Records provided Start Marker
use chrono::Local;
use tokio::time::{Duration, Instant, MissedTickBehavior};
use tokio_util::sync::CancellationToken;

use crate::{
    metrics::{MetricsCollector, SampleMetrics},
    vision::{annotate::FrameAnnotator, Perception, StepError},
    zones::ZoneSet,
};

use super::DwellAccumulator;

const ENABLE_LOGS: bool = true;

use crate::{log_error, log_info, log_warn};

/// Pacing and stop conditions for one run of the sampling loop.
#[derive(Debug, Clone)]
pub struct LoopConfig {
    pub sample_interval: Duration,
    /// Log the running tally every this many samples.
    pub tally_every: u64,
    pub max_samples: Option<u64>,
}

#[derive(Debug, Clone, Copy, PartialEq, Eq)]
pub enum StopReason {
    Cancelled,
    SourceEnded,
    SampleLimit,
    WorkerFailed,
}

/// Everything the loop hands back to the stop path.
pub struct LoopOutcome {
    pub accumulator: DwellAccumulator,
    pub samples: u64,
    pub reason: StopReason,
}

pub async fn sampling_loop(
    mut perception: Perception,
    zones: ZoneSet,
    mut accumulator: DwellAccumulator,
    metrics: MetricsCollector,
    annotator: Option<FrameAnnotator>,
    config: LoopConfig,
    cancel_token: CancellationToken,
) -> LoopOutcome {
    let mut ticker = tokio::time::interval(config.sample_interval);
    ticker.set_missed_tick_behavior(MissedTickBehavior::Delay);

    let tally_every = config.tally_every.max(1);
    let mut samples: u64 = 0;

    let reason = loop {
        if cancel_token.is_cancelled() {
            break StopReason::Cancelled;
        }
        if config.max_samples.is_some_and(|max| samples >= max) {
            break StopReason::SampleLimit;
        }

        tokio::select! {
            biased;
            _ = cancel_token.cancelled() => {
                log_info!("sampling loop shutting down");
                break StopReason::Cancelled;
            }
            _ = ticker.tick() => {}
        }

        let cycle_start = Instant::now();
        let step = tokio::task::spawn_blocking(move || {
            let result = perception.step();
            (perception, result)
        })
        .await;

        let observation = match step {
            Ok((returned, result)) => {
                perception = returned;
                result
            }
            Err(join_err) => {
                log_error!("perception worker join failed: {join_err}");
                break StopReason::WorkerFailed;
            }
        };
        let perception_ms = cycle_start.elapsed().as_millis() as u64;

        let observation = match observation {
            Ok(observation) => observation,
            Err(StepError::Capture(err)) => {
                log_warn!("Failed to grab frame from camera: {err}");
                break StopReason::SourceEnded;
            }
            Err(StepError::Detect(err)) => {
                log_error!("detection failed, skipping sample: {err:#}");
                metrics.record_skip().await;
                continue;
            }
        };

        let now = Local::now();
        let mut confirmed = 0;
        let mut in_zone = 0;
        for track in observation.confirmed() {
            let inside = zones.contains(track.bbox.centroid());
            accumulator.sample(track.id, inside, now);
            confirmed += 1;
            if inside {
                in_zone += 1;
            }
        }

        if let Some(annotator) = &annotator {
            if let Err(err) = annotator.write(&observation.frame, &zones, &observation.tracks) {
                log_warn!("annotation failed for frame {}: {err:#}", observation.frame.index);
            }
        }

        samples += 1;

        let system = metrics.sample_system_metrics().await;
        metrics
            .record_sample(SampleMetrics {
                timestamp: now,
                frame_index: observation.frame.index,
                perception_ms,
                detections: observation.detections,
                confirmed_tracks: confirmed,
                in_zone,
                total_ms: cycle_start.elapsed().as_millis() as u64,
                cpu_percent: system.cpu_percent,
                memory_mb: system.memory_mb,
            })
            .await;

        if samples % tally_every == 0 {
            log_info!(
                "Time spent per person after {} samples: {}",
                samples,
                tally_summary(&accumulator)
            );
        }
    };

    log_info!("sampling loop stopped after {} samples ({:?})", samples, reason);

    LoopOutcome {
        accumulator,
        samples,
        reason,
    }
}

fn tally_summary(accumulator: &DwellAccumulator) -> String {
    if accumulator.is_empty() {
        return "nobody in zone yet".to_string();
    }
    accumulator.tally_lines().join(", ")
}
Records provided End Marker
# [Activity]
Only lines holding the word "StopReason" are wanted, so copy each of them from the records above.

# [Answer space]
pub enum StopReason {
    pub reason: StopReason,
            break StopReason::Cancelled;
            break StopReason::SampleLimit;
                break StopReason::Cancelled;
                break StopReason::WorkerFailed;
                break StopReason::SourceEnded;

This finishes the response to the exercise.